Jobim defende política de enfrentamento da polícia no Rio

sexta-feira, 19 de outubro de 2007 17:58 BRST
 

RIO DE JANEIRO (Reuters) - O ministro da Defesa, Nelson Jobim, defendeu a política de confronto adotada pelo governo do Estado do Rio de Janeiro no combate à criminalidade. Segundo ele, "há uma necessidade de (a polícia) ir para o enfrentamento" no Rio.

"O resultado de outras políticas foi um zero à esquerda.
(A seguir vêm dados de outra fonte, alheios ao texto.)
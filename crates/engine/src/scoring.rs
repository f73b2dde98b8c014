//! Desirability scoring for candidate workouts.

use catalog::{HistoryStats, Workout};

/// Score for exactly matching the requested primary target.
const PRIMARY_TARGET_BONUS: i64 = 15;
/// Score for matching the requested target on a secondary tag.
const TAG_BONUS: i64 = 5;
/// Score removed per lifetime completion.
const COMPLETION_PENALTY: i64 = 10;
/// Score added per rating point (1-4).
const RATING_WEIGHT: i64 = 2;

/// A candidate paired with its score; the unit the selector works over.
#[derive(Debug, Clone)]
pub struct ScoredCandidate {
    pub workout: Workout,
    pub score: i64,
}

/// Compute the desirability score of one candidate.
///
/// `score = 100 - 10 * completions + target_bonus + rating_bonus`.
/// Linear and deliberately unbounded below: a workout completed very
/// often goes deeply negative and still participates in selection, just
/// with near-floor weight.
pub fn score_workout(
    workout: &Workout,
    stats: &HistoryStats,
    requested_target: Option<&str>,
) -> i64 {
    let mut score = 100 - COMPLETION_PENALTY * stats.count;

    if let Some(target) = requested_target {
        if workout.primary_target == target {
            score += PRIMARY_TARGET_BONUS;
        } else if workout.has_tag(target) {
            score += TAG_BONUS;
        }
    }

    if let Some(rating) = workout.rating {
        score += RATING_WEIGHT * rating;
    }

    score
}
Tem que partir para uma forma mais aguda de enfrentamento; a política do governador (Sérgio Cabral) está correta", afirmou ele a jornalistas, nesta sexta-feira, durante evento na Universidade das Forças Armadas na Vila Militar de Deodoro, zona oeste do Rio de Janeiro.

No mesmo dia em que grupos de defesa dos direitos humanos criticaram as autoridades brasileiras por apoiarem as operações policiais no Rio, Jobim não só endossou as ações, como disse que pretende iniciar uma discussão sobre a utilização das Forças Armadas no combate à violência nos Estados.

Ao ser perguntado se a violência no Rio de Janeiro já demandaria o uso das Forças Armadas, Jobim afirmou que "o Estado poderia ser eventualmente contemplado".

Segundo o ministro, é preciso "discutir" a norma que determina que as Forças Armadas atuem apenas no apoio logístico e no fornecimento de equipamentos.

"A ação direta hoje da tropa brasileira é só de logística e de apoio, não de confronto, há restrições legais", disse ele a jornalistas

"Eu quero examinar a discussão, é uma necessidade abrir a discussão e um debate sobre o problema. Há acadêmicos dizendo que as Forças Armadas não devem ser usadas para segurança pública, prefiro discutir o pragmatismo, ou seja, onde as forças armadas podem ajudar o país", afirmou Jobim.

O ministro disse que fará um debate entre as Forças Armadas e a sociedade sobre o uso das tropas no combate à criminalidade, mas acrescentou que a decisão final caberá ao presidente Luiz Inácio Lula da Silva.